New aspects concerning the energy transfer in carotenoids by measuring intracavity absorption spectra and delayed fluorescence

Abstract

The first excited singlet state and the lower energetic triplet states of carotenoids are considered to be involved in the light-harvesting as well as in the photochemical protection of cells, respectively. For this reason, the symmetry-forbidden S 0–S 1 (1 1A g–2 1A g) transitions and the multiplicity-forbidden S 0–T 2 (1 1A g–2 3A g) transition of the model carotenoid 8,13-dimethyl-2,2,19,19-tetramethoxy-icosa-4,6,8,10,12,14,16-heptaene-3,18-dione were investigated by intracavity absorption spectroscopy from low-concentrated ethanolic solutions.
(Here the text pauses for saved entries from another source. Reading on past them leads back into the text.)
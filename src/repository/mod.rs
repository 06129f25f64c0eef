//! The repository façade.
//!
//! A [`Repository`] wraps one [`DataBackend`] behind a storage-agnostic API:
//! typed entities go in and out, mutations are staged locally and only reach
//! the backend on [`commit`], and unique retrieval enforces exactly-one
//! semantics. Swapping the backend changes where data lives, never how
//! calling code reads.
//!
//! [`commit`]: Repository::commit

mod cache;

use std::path::Path;

use tracing::{debug, info, warn};

use crate::backends::{BackendKind, DataBackend};
use crate::error::{RepositoryError, RepositoryResult};
use crate::model::{AttributeValue, EntityId, IdKind, Model, Record, ID_ATTRIBUTE};
use crate::query::{Criteria, ModelSelector};

use cache::IdentityCache;

/// One staged mutation, replayed against the backend on commit.
#[derive(Debug, Clone)]
enum StagedOp {
    Add(Record),
    Delete { model: String, id: EntityId },
}

/// Storage-agnostic persistence façade with staged mutations.
///
/// The repository is `Open` on construction. [`close`] flips it to `Closed`
/// permanently: every data method afterwards fails with
/// [`RepositoryError::Closed`].
///
/// [`close`]: Repository::close
#[derive(Debug)]
pub struct Repository {
    backend: Box<dyn DataBackend>,
    staged: Vec<StagedOp>,
    cache: IdentityCache,
    closed: bool,
}

impl Repository {
    /// Wraps the given backend.
    pub fn new(backend: impl DataBackend + 'static) -> Self {
        info!(backend = backend.name(), "repository ready");
        Self {
            backend: Box::new(backend),
            staged: Vec::new(),
            cache: IdentityCache::default(),
            closed: false,
        }
    }

    /// The storage technology behind this repository.
    pub fn backend_kind(&self) -> BackendKind {
        self.backend.kind()
    }

    /// How many staged mutations await [`commit`](Repository::commit).
    pub fn pending_count(&self) -> usize {
        self.staged.len()
    }

    fn ensure_open(&self) -> RepositoryResult<()> {
        if self.closed {
            return Err(RepositoryError::Closed);
        }
        Ok(())
    }

    /// Stages an entity for addition, assigning an id when unassigned.
    ///
    /// Returns the entity as staged, with its definitive id. Staging the
    /// same unchanged entity again is a no-op. Nothing reaches the backend
    /// until [`commit`](Repository::commit).
    pub fn add<M: Model>(&mut self, entity: M) -> RepositoryResult<M> {
        self.stage_add(entity, false)
    }

    /// Stages an entity, merging it into its stored counterpart first.
    ///
    /// The stored entity with the same identity (or, when the schema
    /// designates a merge key, the same key value) is fetched and the new
    /// attributes are folded into it; merge-skip attributes keep their
    /// stored value. Without a stored counterpart this behaves like
    /// [`add`](Repository::add).
    pub fn add_merged<M: Model>(&mut self, entity: M) -> RepositoryResult<M> {
        self.stage_add(entity, true)
    }

    /// Stages several entities in order.
    pub fn add_all<M: Model>(&mut self, entities: Vec<M>) -> RepositoryResult<Vec<M>> {
        entities.into_iter().map(|entity| self.add(entity)).collect()
    }

    fn stage_add<M: Model>(&mut self, entity: M, merge: bool) -> RepositoryResult<M> {
        self.ensure_open()?;
        let mut record = Record::from_model(&entity)?;

        if record.id().is_unassigned() {
            match record.schema().id_kind() {
                IdKind::Int => {
                    let next = self.next_int_id(record.model_name())?;
                    record.set_id(EntityId::Int(next));
                }
                kind @ IdKind::Str => {
                    return Err(RepositoryError::AutoIncrement {
                        model: record.model_name().to_string(),
                        kind: kind.name(),
                    })
                }
            }
        }

        if merge {
            if let Some(stored) = self.merge_target(&record)? {
                record = stored.merge(&record)?;
            }
        }

        if self.cache.unchanged(&record) {
            debug!(
                model = record.model_name(),
                id = %record.id(),
                "entity unchanged, skipping add"
            );
            return record.into_model();
        }

        debug!(model = record.model_name(), id = %record.id(), "staged add");
        self.cache.insert(&record);
        self.staged.push(StagedOp::Add(record.clone()));
        record.into_model()
    }

    /// The stored record an add-merge folds into, if any.
    fn merge_target(&mut self, record: &Record) -> RepositoryResult<Option<Record>> {
        let (attribute, value) = match record.schema().merge_key() {
            Some(key) => (key.to_string(), record.get(key).unwrap_or(AttributeValue::Null)),
            None => (ID_ATTRIBUTE.to_string(), id_value(record.id())),
        };
        let mut matches = self
            .backend
            .get(record.model_name(), &attribute, &value)?;
        match matches.len() {
            0 => Ok(None),
            1 => Ok(Some(matches.remove(0))),
            count => Err(RepositoryError::MultipleFound {
                model: record.model_name().to_string(),
                attribute,
                value: value.to_string(),
                count,
            }),
        }
    }

    /// The next free integer id for a model: one past the highest id in the
    /// backend or the staging buffer, starting at 1.
    fn next_int_id(&mut self, model: &str) -> RepositoryResult<i64> {
        let mut highest = 0i64;
        for record in self.backend.all(&ModelSelector::named([model]))? {
            if let EntityId::Int(n) = record.id() {
                highest = highest.max(*n);
            }
        }
        for op in &self.staged {
            if let StagedOp::Add(record) = op {
                if record.model_name() == model {
                    if let EntityId::Int(n) = record.id() {
                        highest = highest.max(*n);
                    }
                }
            }
        }
        Ok(highest + 1)
    }

    /// Stages an entity for removal.
    ///
    /// # Errors
    ///
    /// [`RepositoryError::NotFound`] when the backend holds no entity with
    /// this identity.
    ///
    /// [`RepositoryError::NotFound`]: crate::error::RepositoryError::NotFound
    pub fn delete<M: Model>(&mut self, entity: &M) -> RepositoryResult<()> {
        self.ensure_open()?;
        let model = M::MODEL_NAME;
        let id = entity.id();
        let existing = self.backend.get(model, ID_ATTRIBUTE, &id_value(&id))?;
        if existing.is_empty() {
            return Err(RepositoryError::not_found(model, ID_ATTRIBUTE, &id));
        }
        let already_staged = self.staged.iter().any(|op| {
            matches!(op, StagedOp::Delete { model: staged_model, id: staged_id }
                if staged_model == model && staged_id == &id)
        });
        if already_staged {
            debug!(model, id = %id, "delete already staged, skipping");
            return Ok(());
        }
        debug!(model, id = %id, "staged delete");
        self.cache.remove(model, &id);
        self.staged.push(StagedOp::Delete {
            model: model.to_string(),
            id,
        });
        Ok(())
    }

    /// Retrieves the single entity with the given id.
    ///
    /// Reads committed state only; staged mutations are not visible.
    pub fn get<M: Model>(&mut self, id: impl Into<EntityId>) -> RepositoryResult<M> {
        let id = id.into();
        self.get_by::<M>(ID_ATTRIBUTE, id_value(&id))
    }

    /// Retrieves the single entity whose attribute equals the value.
    ///
    /// # Errors
    ///
    /// [`RepositoryError::NotFound`] on zero matches,
    /// [`RepositoryError::MultipleFound`] on more than one.
    ///
    /// [`RepositoryError::NotFound`]: crate::error::RepositoryError::NotFound
    /// [`RepositoryError::MultipleFound`]: crate::error::RepositoryError::MultipleFound
    pub fn get_by<M: Model>(
        &mut self,
        attribute: &str,
        value: impl Into<AttributeValue>,
    ) -> RepositoryResult<M> {
        self.ensure_open()?;
        let value = value.into();
        let mut records = self.backend.get(M::MODEL_NAME, attribute, &value)?;
        match records.len() {
            0 => Err(RepositoryError::not_found(M::MODEL_NAME, attribute, &value)),
            1 => {
                let record = records.remove(0);
                self.cache.insert(&record);
                record.into_model()
            }
            count => Err(RepositoryError::MultipleFound {
                model: M::MODEL_NAME.to_string(),
                attribute: attribute.to_string(),
                value: value.to_string(),
                count,
            }),
        }
    }

    /// All committed entities of a model, id ascending.
    pub fn all<M: Model>(&mut self) -> RepositoryResult<Vec<M>> {
        self.all_records(&ModelSelector::one::<M>())?
            .iter()
            .map(Record::into_model)
            .collect()
    }

    /// All committed records of the selected models, id ascending.
    pub fn all_records(&mut self, models: &ModelSelector) -> RepositoryResult<Vec<Record>> {
        self.ensure_open()?;
        let records = self.backend.all(models)?;
        for record in &records {
            self.cache.insert(record);
        }
        Ok(records)
    }

    /// The committed entities of a model matching the criteria.
    ///
    /// Zero matches yield an empty vector, never an error.
    pub fn search<M: Model>(&mut self, criteria: impl Into<Criteria>) -> RepositoryResult<Vec<M>> {
        let records = self.search_records(criteria, &ModelSelector::one::<M>())?;
        records
            .iter()
            .filter(|record| record.model_name() == M::MODEL_NAME)
            .map(Record::into_model)
            .collect()
    }

    /// The committed records of the selected models matching the criteria.
    pub fn search_records(
        &mut self,
        criteria: impl Into<Criteria>,
        models: &ModelSelector,
    ) -> RepositoryResult<Vec<Record>> {
        self.ensure_open()?;
        let criteria = criteria.into();
        let records = self.backend.search(&criteria, models)?;
        for record in &records {
            self.cache.insert(record);
        }
        Ok(records)
    }

    /// The committed entity of a model with the lowest id.
    pub fn first<M: Model>(&mut self) -> RepositoryResult<M> {
        self.first_record(&ModelSelector::one::<M>())?.into_model()
    }

    /// The entity of a model with the highest id, staged adds included.
    pub fn last<M: Model>(&mut self) -> RepositoryResult<M> {
        self.last_record(&ModelSelector::one::<M>())?.into_model()
    }

    /// The committed record with the lowest id among the selected models.
    pub fn first_record(&mut self, models: &ModelSelector) -> RepositoryResult<Record> {
        let records = self.all_records(models)?;
        records
            .into_iter()
            .next()
            .ok_or_else(|| RepositoryError::not_found(selector_label(models), ID_ATTRIBUTE, "any"))
    }

    /// The record with the highest id among the selected models.
    ///
    /// Unlike the other reads this one sees staged mutations too, so the
    /// answer stays correct while adds await commit.
    pub fn last_record(&mut self, models: &ModelSelector) -> RepositoryResult<Record> {
        let mut records = self.all_records(models)?;
        for op in &self.staged {
            match op {
                StagedOp::Add(record) if models.matches(record.model_name()) => {
                    match records.iter_mut().find(|r| **r == *record) {
                        Some(existing) => *existing = record.clone(),
                        None => records.push(record.clone()),
                    }
                }
                StagedOp::Delete { model, id } if models.matches(model) => {
                    records.retain(|r| !(r.model_name() == model && r.id() == id));
                }
                _ => {}
            }
        }
        records
            .into_iter()
            .max_by(|a, b| a.id().cmp(b.id()))
            .ok_or_else(|| RepositoryError::not_found(selector_label(models), ID_ATTRIBUTE, "any"))
    }

    /// Replays the staged mutations against the backend, in staging order.
    ///
    /// On failure the already-flushed prefix stays applied and the failing
    /// operation plus the unflushed tail remain staged.
    pub fn commit(&mut self) -> RepositoryResult<()> {
        self.ensure_open()?;
        let staged = std::mem::take(&mut self.staged);
        let total = staged.len();
        let mut pending = staged.into_iter();
        while let Some(op) = pending.next() {
            let result = match &op {
                StagedOp::Add(record) => self.backend.add(record),
                StagedOp::Delete { model, id } => self.backend.delete(model, id),
            };
            if let Err(error) = result {
                self.staged = std::iter::once(op).chain(pending).collect();
                warn!(
                    remaining = self.staged.len(),
                    "commit failed, keeping unflushed mutations staged"
                );
                return Err(error);
            }
        }
        debug!(mutations = total, "committed");
        Ok(())
    }

    /// Removes every entity from the backend, bypassing staging.
    ///
    /// Takes effect immediately and also discards all staged mutations and
    /// the identity cache.
    pub fn empty(&mut self) -> RepositoryResult<()> {
        self.ensure_open()?;
        self.backend.empty()?;
        self.staged.clear();
        self.cache.clear();
        info!(backend = self.backend.name(), "emptied repository");
        Ok(())
    }

    /// Applies the migration scripts in `directory` through the backend.
    pub fn apply_migrations(&mut self, directory: &Path) -> RepositoryResult<()> {
        self.ensure_open()?;
        self.backend.apply_migrations(directory)
    }

    /// Releases the backend. The repository stays closed permanently.
    ///
    /// Staged mutations that were never committed are discarded.
    pub fn close(&mut self) -> RepositoryResult<()> {
        if self.closed {
            return Ok(());
        }
        if !self.staged.is_empty() {
            warn!(
                pending = self.staged.len(),
                "closing repository with uncommitted mutations"
            );
        }
        self.backend.close()?;
        self.closed = true;
        Ok(())
    }

    /// Whether [`close`](Repository::close) was called.
    pub fn is_closed(&self) -> bool {
        self.closed
    }
}

fn selector_label(models: &ModelSelector) -> &str {
    models.single().unwrap_or("any model")
}

fn id_value(id: &EntityId) -> AttributeValue {
    match id {
        EntityId::Int(n) => AttributeValue::Int(*n),
        EntityId::Str(s) => AttributeValue::Str(s.clone()),
    }
}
Both transitions are shaped by promoting modes caused by Herzberg–Teller coupling and the sequence of these modes allows the precise determination of the non-visible S 0–S 1 (0–0)- and S 0–T 2 (0–0)-transitions. The assignments of the singlet–triplet transitions were additionally supported by measuring delayed fluorescence from crystalline samples by directly exciting vibronic triplet states. The vibronic coupling is promoted by C–H bending vibrations of the chain and mainly by deformation modes of the terminating groups of the carotenoid.